As part of AYPH’s health inequalities programme we have focused on the health inequalities for different groups of young people. We are very pleased to present the findings from our exploration of health inequalities for young people who have spent time in the care of the state. In the UK this is usually referred to as ‘care leavers, or ‘care experienced’. AYPH’s research lead, Ann Hagell, highlights why this is important.
We’ve published two reports to help us understand better the issues that care experienced young people face. In the data report we have collated a range of publicly available sources in order to examine the health inequalities experienced by care experienced young people. In a separate report, we report the findings from a partnership project with Coram Voice undertaken with young people to ensure that we understand their own perspectives on this, and that their voice is clear.
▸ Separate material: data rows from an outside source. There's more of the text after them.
#[cfg(test)]
mod tests {
    use byteorder::{LittleEndian, WriteBytesExt};
    use glam::Vec3;

    use super::*;
    use crate::loader::container::tests::build_container;

    const JSON: &str = r#"{
  "nodes": [{ "mesh": 0, "translation": [0.0, 0.0, 2.0] }],
  "meshes": [{ "primitives": [{ "attributes": { "POSITION": 0 } }] }],
  "accessors": [{ "bufferView": 0, "componentType": 5126, "count": 3, "type": "VEC3" }],
  "bufferViews": [{ "buffer": 0, "byteLength": 36 }],
  "buffers": [{ "byteLength": 36 }]
}"#;

    fn triangle_bytes() -> Vec<u8> {
        let mut bytes = Vec::new();
        for value in [0.0f32, 0.0, 0.0, 1.0, 0.0, 0.0, 0.0, 1.0, 0.0] {
            bytes.write_f32::<LittleEndian>(value).unwrap();
        }
        bytes
    }

    #[test]
    fn loads_single_file_container() {
        let dir = tempfile::tempdir().unwrap();
        let path = dir.path().join("triangle.glb");
        std::fs::write(&path, build_container(JSON, &triangle_bytes())).unwrap();

        let config = LoadConfig::default();
        let model = ManifestLoader::new(&config).load(&path).unwrap();

        assert_eq!(model.geometries.len(), 1);
        assert_eq!(model.geometries[0].indices(), &[0, 1, 2]);
        assert_eq!(model.geometries[0].vertices()[2].position, Vec3::Y);
        assert_eq!(model.transforms[0].w_axis.truncate(), Vec3::new(0.0, 0.0, 2.0));
    }

    #[test]
    fn empty_bin_chunk_is_out_of_bounds() {
        let dir = tempfile::tempdir().unwrap();
        let path = dir.path().join("empty.glb");
        std::fs::write(&path, build_container(JSON, &[])).unwrap();

        let config = LoadConfig::default();
        let error = ManifestLoader::new(&config).load(&path).unwrap_err();
        assert!(matches!(
            error,
            LoadError::Accessor {
                accessor: 0,
                source: AccessorError::OutOfBounds { available: 0, .. },
                ..
            }
        ));
    }
}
We are very grateful to the young people who took part for their invaluable involvement in the work.
The drivers of health inequalities for care experienced young people include poverty, ethnicity, poor housing, educational disadvantage, and interactions with the criminal justice system, amongst other factors. The pre-care experiences of abuse, neglect and/or trauma also impact on the health and wellbeing of care experienced young people. They may be exacerbated as young people transition out of the care system and into independent living arrangements.
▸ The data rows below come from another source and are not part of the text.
use std::fmt;

use crate::config::DemoConfig;
use crate::geometry::Object;

#[derive(Debug, Clone, Copy, PartialEq, Eq)]
pub enum ShadingModel {
    BlinnPhong,
    Toon,
    OrenNayar,
    CookTorrance,
}

impl ShadingModel {
    pub const ALL: [ShadingModel; 4] = [
        ShadingModel::BlinnPhong,
        ShadingModel::Toon,
        ShadingModel::OrenNayar,
        ShadingModel::CookTorrance,
    ];
}

impl fmt::Display for ShadingModel {
    fn fmt(&self, f: &mut fmt::Formatter<'_>) -> fmt::Result {
        let name = match self {
            ShadingModel::BlinnPhong => "Blinn-Phong",
            ShadingModel::Toon => "Toon",
            ShadingModel::OrenNayar => "Oren-Nayar",
            ShadingModel::CookTorrance => "Cook-Torrance",
        };
        f.write_str(name)
    }
}

#[derive(Debug, Clone, Copy, PartialEq, Eq)]
pub enum ViewMode {
    /// The current object drawn once per shading model, side by side.
    Comparison,
    Single(ShadingModel),
}

impl ViewMode {
    /// Comparison, then each shading model in turn, then back to comparison.
    pub fn next(self) -> ViewMode {
        match self {
            ViewMode::Comparison => ViewMode::Single(ShadingModel::ALL[0]),
            ViewMode::Single(model) => {
                let position = ShadingModel::ALL
                    .iter()
                    .position(|&candidate| candidate == model)
                    .unwrap_or(0);
                match ShadingModel::ALL.get(position + 1) {
                    Some(&next) => ViewMode::Single(next),
                    None => ViewMode::Comparison,
                }
            }
        }
    }
}

/// One object to draw, with the transforms for this frame already applied.
#[derive(Debug, Clone)]
pub struct DrawItem {
    pub shading: ShadingModel,
    pub object: Object,
}

pub struct DemoState {
    pub config: DemoConfig,
    pub view_mode: ViewMode,
    objects: Vec<Object>,
    current_object: usize,
}

impl DemoState {
    pub fn new(objects: Vec<Object>, config: DemoConfig) -> Self {
        Self {
            config,
            view_mode: ViewMode::Comparison,
            objects,
            current_object: 0,
        }
    }

    pub fn objects(&self) -> &[Object] {
        &self.objects
    }

    pub fn current_object(&self) -> Option<&Object> {
        self.objects.get(self.current_object)
    }

    pub fn next_object(&mut self) {
        if !self.objects.is_empty() {
            self.current_object = (self.current_object + 1) % self.objects.len();
        }
    }

    pub fn previous_object(&mut self) {
        if !self.objects.is_empty() {
            self.current_object = self
                .current_object
                .checked_sub(1)
                .unwrap_or(self.objects.len() - 1);
        }
    }

    pub fn next_view_mode(&mut self) {
        self.view_mode = self.view_mode.next();
    }

    /// Copies of the current object, spun by `time` seconds, centred and scaled to
    /// `norm_size`.
    pub fn draw_list(&self, time: f32) -> Vec<DrawItem> {
        let Some(original) = self.current_object() else {
            return Vec::new();
        };
        let Some((centre, scale)) = original.fit_transform(self.config.norm_size) else {
            return Vec::new();
        };

        let spin = |period: f32| (time % period) / period * 360.0;

        match self.view_mode {
            ViewMode::Comparison => {
                let step = 360.0 / ShadingModel::ALL.len() as f32;

                ShadingModel::ALL
                    .iter()
                    .enumerate()
                    .map(|(i, &shading)| {
                        let mut object = original.clone();
                        object.rotate(0.0, 1.0, 0.0, spin(self.config.comparison_period_secs));
                        object.rotate(0.0, 1.0, 0.0, step * i as f32);
                        object.translate(0.0, 0.0, self.config.comparison_offset);
                        object.scale(scale, scale, scale);
                        object.translate(-centre.x, -centre.y, -centre.z);

                        DrawItem { shading, object }
                    })
                    .collect()
            }
            ViewMode::Single(shading) => {
                let mut object = original.clone();
                object.rotate(0.0, 1.0, 0.0, spin(self.config.single_period_secs));
                object.scale(scale, scale, scale);
                object.translate(-centre.x, -centre.y, -centre.z);

                vec![DrawItem { shading, object }]
            }
        }
    }
}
As a result of these factors, the information presented in our data report show that serious health inequalities exist for care experienced young people in comparison to the general population of young people. There are key disparities in mental health, mortality and physical health between care experienced young people and their peers. Many of these data are striking and shocking.
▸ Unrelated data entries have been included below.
//! Typed view of the JSON scene manifest. Optional keys are `Option` or defaulted here, once,
//! instead of being probed at each use site.

use std::collections::HashMap;

use serde::Deserialize;

#[derive(Debug, Default, Deserialize)]
#[serde(rename_all = "camelCase")]
pub struct Manifest {
    #[serde(default)]
    pub accessors: Vec<Accessor>,
    #[serde(default)]
    pub buffer_views: Vec<BufferView>,
    #[serde(default)]
    pub buffers: Vec<Buffer>,
    #[serde(default)]
    pub meshes: Vec<Mesh>,
    #[serde(default)]
    pub nodes: Vec<Node>,
    #[serde(default)]
    pub scenes: Vec<Scene>,
    pub scene: Option<usize>,
    #[serde(default)]
    pub materials: Vec<Material>,
    #[serde(default)]
    pub textures: Vec<TextureInfo>,
    #[serde(default)]
    pub images: Vec<Image>,
}

impl Manifest {
    /// Nodes the walk starts from: the default scene's roots, or node 0 without scenes.
    pub fn root_nodes(&self) -> Vec<usize> {
        let scene_index = self.scene.unwrap_or(0);

        match self.scenes.get(scene_index) {
            Some(scene) => scene.nodes.clone(),
            None if self.nodes.is_empty() => Vec::new(),
            None => vec![0],
        }
    }
}

#[derive(Debug, Default, Deserialize)]
#[serde(rename_all = "camelCase")]
pub struct Scene {
    #[serde(default)]
    pub nodes: Vec<usize>,
}

#[derive(Debug, Default, Clone, Deserialize)]
#[serde(rename_all = "camelCase")]
pub struct Node {
    pub name: Option<String>,
    pub mesh: Option<usize>,
    #[serde(default)]
    pub children: Vec<usize>,
    /// Column-major.
    pub matrix: Option<[f32; 16]>,
    pub translation: Option<[f32; 3]>,
    /// `[x, y, z, w]`
    pub rotation: Option<[f32; 4]>,
    pub scale: Option<[f32; 3]>,
}

#[derive(Debug, Deserialize)]
#[serde(rename_all = "camelCase")]
pub struct Accessor {
    pub buffer_view: Option<usize>,
    #[serde(default)]
    pub byte_offset: usize,
    pub component_type: u32,
    pub count: usize,
    #[serde(rename = "type")]
    pub accessor_type: String,
}

#[derive(Debug, Deserialize)]
#[serde(rename_all = "camelCase")]
pub struct BufferView {
    #[serde(default)]
    pub buffer: usize,
    #[serde(default)]
    pub byte_offset: usize,
    pub byte_length: usize,
    pub byte_stride: Option<usize>,
}

#[derive(Debug, Deserialize)]
#[serde(rename_all = "camelCase")]
pub struct Buffer {
    pub uri: Option<String>,
}

#[derive(Debug, Deserialize)]
#[serde(rename_all = "camelCase")]
pub struct Mesh {
    pub name: Option<String>,
    #[serde(default)]
    pub primitives: Vec<Primitive>,
}

#[derive(Debug, Deserialize)]
#[serde(rename_all = "camelCase")]
pub struct Primitive {
    #[serde(default)]
    pub attributes: HashMap<String, usize>,
    pub indices: Option<usize>,
    pub mode: Option<u32>,
    pub material: Option<usize>,
}

impl Primitive {
    pub const MODE_TRIANGLES: u32 = 4;

    pub fn mode(&self) -> u32 {
        self.mode.unwrap_or(Self::MODE_TRIANGLES)
    }
}

#[derive(Debug, Default, Deserialize)]
#[serde(rename_all = "camelCase")]
pub struct Material {
    pub name: Option<String>,
    pub pbr_metallic_roughness: Option<PbrMetallicRoughness>,
}

#[derive(Debug, Default, Deserialize)]
#[serde(rename_all = "camelCase")]
pub struct PbrMetallicRoughness {
    pub base_color_texture: Option<TextureRef>,
}

#[derive(Debug, Deserialize)]
pub struct TextureRef {
    pub index: usize,
}

#[derive(Debug, Deserialize)]
pub struct TextureInfo {
    pub source: Option<usize>,
}

#[derive(Debug, Deserialize)]
pub struct Image {
    pub uri: Option<String>,
}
Our youth panel, ranging in age from 17-25, were also clear that the general life circumstances of care experienced young people could create challenges that might predispose them to health problems. As they noted, they had to become independent younger, without the family resources usually available, and often in the face of severe financial constraints and ongoing stress. Their experiences of the stigma of living in care, the lack of support, and a gap in health literacy caused by the disruptions of their lives mean that they were both more likely to need help, and less likely to know how to seek it. They felt they were often met with a lack of understanding and empathy, and that this exacerbated barriers to accessing healthcare services.
Understanding more about how to effectively support this group is key to reducing their experience of health inequalities. We’ve made it clear elsewhere that improving access to health services and promoting youth friendly healthcare are key to reducing health inequalities. The young people themselves made a series of recommendations to counter the financial and social constraints. They have also shared these and other recommendations in a podcast that will be coming out shortly. At the base of the problem is a need for better understanding of what it is like to be a young person growing up in care, and more awareness of the challenges this poses. These young people are amongst our most unsupported groups, and they deserve better. “Better” will benefit them – but also all of us.